Kutip Penelitian, Gamal Albinsaid Soroti Kebijakan Dedi Mulyadi Bawa Anak Nakal ke Barak Militer
Tiara Shelavie May 17, 2025 09:32 AM

TRIBUNNEWS.COM - Anggota Komisi X DPR RI, dr Gamal Albinsaid menyampaikan pandangannya terkait kebijakan Gubernur Jawa Barat Dedi Mulyadi yang memberikan pendidikan karakter bagi anak nakal di barak militer.

Mengutip sejumlah penelitian yang pernah dilakukan, Gamal mempertanyakan keefektifan pendidikan ala militer yang ditujukan pada remaja nakal.

"Ketika kebijakan pendidikan militer untuk anak yang dianggap nakal ini keluar, saya berpikir 'is it effective?'."

"Berbagai studi menunjukkan pendidikan militer untuk remaja tidak menurunkan kemungkinan peserta mengulangi kenakalan," ungkap Gamal kepada Tribunnews.com, Jumat (16/5/2025).

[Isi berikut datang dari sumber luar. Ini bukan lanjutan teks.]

//! Incremental disk cache for query results.
//!
//! Layout: `{cache_dir}/{md5(query)}.parquet` plus `{md5(query)}.meta.json`.
//!
//! - The key is the MD5 of the query text as the caller wrote it, before any
//!   date bound is injected, so repeated calls land on the same entry.
//! - On a hit, only the tail is fetched: `last cached date - 5 days` becomes a
//!   `date is after` bound unless the query already has one.
//! - Cached and fresh rows are merged (fresh wins per date) and written back.
//! - Writes are atomic (write to .tmp, rename into place).
//! - Unreadable entries are quarantined (`.quarantined`) and treated as misses.
//! - `clear` removes every file named after a key: entries, sidecars, leftover
//!   `.tmp` writes and quarantined files.

use chrono::{NaiveDate, NaiveDateTime};
use polars::prelude::*;
use serde::{Deserialize, Serialize};
use std::fs;
use std::path::{Path, PathBuf};

use crate::error::{LimError, Result};
use crate::query::{has_date_lower_bound, with_date_lower_bound};
use crate::table::SeriesTable;

/// Days of overlap re-fetched below the last cached date.
pub const OVERLAP_DAYS: i64 = 5;

const ENTRY_EXT: &str = "parquet";
const META_SUFFIX: &str = ".meta.json";

/// Metadata sidecar for a cached query.
#[derive(Debug, Clone, PartialEq, Serialize, Deserialize)]
pub struct CacheMeta {
    pub query: String,
    pub columns: Vec<String>,
    pub start_date: Option<NaiveDate>,
    pub end_date: Option<NaiveDate>,
    pub row_count: usize,
    pub data_hash: String,
    pub cached_at: NaiveDateTime,
}

/// One entry as reported by `QueryCache::status`.
#[derive(Debug, Clone, PartialEq)]
pub struct CacheEntry {
    pub key: String,
    pub meta: CacheMeta,
    pub size_bytes: u64,
}

/// MD5 hex digest of the query text.
pub fn query_key(query: &str) -> String {
    format!("{:x}", md5::compute(query.as_bytes()))
}

/// The query actually sent on a cache hit.
pub fn incremental_query(query: &str, cached: &SeriesTable) -> String {
    match cached.last_date() {
        Some(last) if !has_date_lower_bound(query) => {
            with_date_lower_bound(query, last - chrono::Duration::days(OVERLAP_DAYS))
        }
        _ => query.to_string(),
    }
}

pub struct QueryCache {
    cache_dir: PathBuf,
}

impl QueryCache {
    pub fn new(cache_dir: impl Into<PathBuf>) -> Self {
        Self {
            cache_dir: cache_dir.into(),
        }
    }

    pub fn cache_dir(&self) -> &Path {
        &self.cache_dir
    }

    /// `{cache_dir}/{md5}.parquet`
    pub fn entry_path(&self, query: &str) -> PathBuf {
        self.cache_dir
            .join(format!("{}.{ENTRY_EXT}", query_key(query)))
    }

    fn meta_path(&self, query: &str) -> PathBuf {
        self.cache_dir
            .join(format!("{}{META_SUFFIX}", query_key(query)))
    }

    /// Load the cached table for `query`, if any.
    pub fn load(&self, query: &str) -> Result<Option<SeriesTable>> {
        let path = self.entry_path(query);
        if !path.exists() {
            return Ok(None);
        }
        let file =
            fs::File::open(&path).map_err(|e| LimError::Cache(format!("open {}: {e}", path.display())))?;
        let df = ParquetReader::new(file)
            .finish()
            .map_err(|e| LimError::Cache(format!("read {}: {e}", path.display())))?;
        SeriesTable::from_dataframe(&df).map(Some)
    }

    /// Like `load`, but a corrupt entry is moved aside and reported as a miss.
    fn load_or_quarantine(&self, query: &str) -> Option<SeriesTable> {
        match self.load(query) {
            Ok(table) => table,
            Err(e) => {
                let path = self.entry_path(query);
                tracing::warn!(path = %path.display(), error = %e, "quarantining corrupt cache entry");
                let _ = fs::rename(&path, path.with_extension("parquet.quarantined"));
                None
            }
        }
    }

    /// Persist `table` under `query`, replacing any previous entry.
    pub fn store(&self, query: &str, table: &SeriesTable) -> Result<()> {
        fs::create_dir_all(&self.cache_dir)
            .map_err(|e| LimError::Cache(format!("failed to create dir: {e}")))?;

        let path = self.entry_path(query);
        let tmp_path = path.with_extension("parquet.tmp");
        let mut df = table.to_dataframe()?;
        let file = fs::File::create(&tmp_path)
            .map_err(|e| LimError::Cache(format!("create file: {e}")))?;
        ParquetWriter::new(file)
            .finish(&mut df)
            .map_err(|e| LimError::Cache(format!("write parquet: {e}")))?;
        fs::rename(&tmp_path, &path).map_err(|e| {
            let _ = fs::remove_file(&tmp_path);
            LimError::Cache(format!("atomic rename failed: {e}"))
        })?;

        let meta = CacheMeta {
            query: query.to_string(),
            columns: table.columns().to_vec(),
            start_date: table.first_timestamp().map(|t| t.date()),
            end_date: table.last_date(),
            row_count: table.height(),
            data_hash: data_hash(table)?,
            cached_at: chrono::Local::now().naive_local(),
        };
        let meta_json = serde_json::to_string_pretty(&meta)
            .map_err(|e| LimError::Cache(format!("meta serialization: {e}")))?;
        let meta_path = self.meta_path(query);
        let meta_tmp = meta_path.with_extension("json.tmp");
        fs::write(&meta_tmp, meta_json).map_err(|e| LimError::Cache(format!("meta write: {e}")))?;
        fs::rename(&meta_tmp, &meta_path)
            .map_err(|e| LimError::Cache(format!("meta rename: {e}")))?;

        tracing::info!(key = %query_key(query), rows = table.height(), "cache entry written");
        Ok(())
    }

    pub fn get_meta(&self, query: &str) -> Option<CacheMeta> {
        let content = fs::read_to_string(self.meta_path(query)).ok()?;
        serde_json::from_str(&content).ok()
    }

    /// Run `query` through the cache.
    ///
    /// `run` receives the text to send (the original on a miss, the bounded
    /// incremental query on a hit). An empty fetch on a miss stores nothing;
    /// on a hit it returns the cached table unchanged.
    pub fn fetch<F>(&self, query: &str, run: F) -> Result<Option<SeriesTable>>
    where
        F: FnOnce(&str) -> Result<Option<SeriesTable>>,
    {
        let cached = self.load_or_quarantine(query);
        let to_send = match &cached {
            Some(table) => {
                let q = incremental_query(query, table);
                tracing::info!(key = %query_key(query), last = ?table.last_date(), "cache hit");
                q
            }
            None => query.to_string(),
        };

        let fresh = run(&to_send)?;
        match (cached, fresh) {
            (None, None) => Ok(None),
            (None, Some(fresh)) => {
                self.store(query, &fresh)?;
                Ok(Some(fresh))
            }
            (Some(cached), None) => Ok(Some(cached)),
            (Some(cached), Some(fresh)) => {
                let merged = cached.merge(fresh);
                self.store(query, &merged)?;
                Ok(Some(merged))
            }
        }
    }

    /// All entries that have a readable metadata sidecar, sorted by key.
    pub fn status(&self) -> Result<Vec<CacheEntry>> {
        if !self.cache_dir.exists() {
            return Ok(Vec::new());
        }
        let mut entries = Vec::new();
        let dir = fs::read_dir(&self.cache_dir)
            .map_err(|e| LimError::Cache(format!("read dir: {e}")))?;
        for entry in dir {
            let entry = entry.map_err(|e| LimError::Cache(format!("dir entry: {e}")))?;
            let name = entry.file_name().to_string_lossy().to_string();
            let Some(key) = name.strip_suffix(META_SUFFIX) else {
                continue;
            };
            let Some(meta) = fs::read_to_string(entry.path())
                .ok()
                .and_then(|c| serde_json::from_str::<CacheMeta>(&c).ok())
            else {
                continue;
            };
            let size_bytes = fs::metadata(self.cache_dir.join(format!("{key}.{ENTRY_EXT}")))
                .map(|m| m.len())
                .unwrap_or(0);
            entries.push(CacheEntry {
                key: key.to_string(),
                meta,
                size_bytes,
            });
        }
        entries.sort_by(|a, b| a.key.cmp(&b.key));
        Ok(entries)
    }

    /// Remove every file belonging to a cache key, including leftover `.tmp`
    /// writes, quarantined entries and data files without a sidecar.
    /// Returns the number of files removed.
    pub fn clear(&self) -> Result<usize> {
        if !self.cache_dir.exists() {
            return Ok(0);
        }
        let mut removed = 0;
        let dir = fs::read_dir(&self.cache_dir)
            .map_err(|e| LimError::Cache(format!("read dir: {e}")))?;
        for entry in dir {
            let entry = entry.map_err(|e| LimError::Cache(format!("dir entry: {e}")))?;
            if !entry.file_type().map(|t| t.is_file()).unwrap_or(false) {
                continue;
            }
            if !is_cache_file(&entry.file_name().to_string_lossy()) {
                continue;
            }
            fs::remove_file(entry.path()).map_err(|e| LimError::Cache(format!("remove: {e}")))?;
            removed += 1;
        }
        tracing::info!(dir = %self.cache_dir.display(), removed, "cache cleared");
        Ok(removed)
    }
}

/// `<32 hex digits>.parquet...` or `<32 hex digits>.meta.json...`.
fn is_cache_file(name: &str) -> bool {
    let (Some(key), Some(rest)) = (name.get(..32), name.get(32..)) else {
        return false;
    };
    key.bytes().all(|b| b.is_ascii_hexdigit())
        && (rest.starts_with(&format!(".{ENTRY_EXT}")) || rest.starts_with(META_SUFFIX))
}

fn data_hash(table: &SeriesTable) -> Result<String> {
    let mut buf = Vec::new();
    table.write_csv(&mut buf)?;
    Ok(blake3::hash(&buf).to_hex().to_string())
}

Gamal menunjukkan sebuah studi “The total effects of boot camps that house juveniles: A systematic review of the evidence” dari University of South Carolina tahun 2010 menunjukkan bahwa boot camp militer tidak memiliki efek dalam menurunkan kemungkinan peserta mengulangi kenakalan.

"Pada tahun 1980–1990an banyak negara bagian AS menerapkan boot camp militer untuk remaja, tetapi evaluasi menunjukkan tidak ada pengaruh signifikan terhadap pengulangan kenakalan," ungkap Gamal.

Sehingga, pada tahun 2000−an sebagian besar kamp ditutup karena biaya tinggi dan rendahnya efektivitas.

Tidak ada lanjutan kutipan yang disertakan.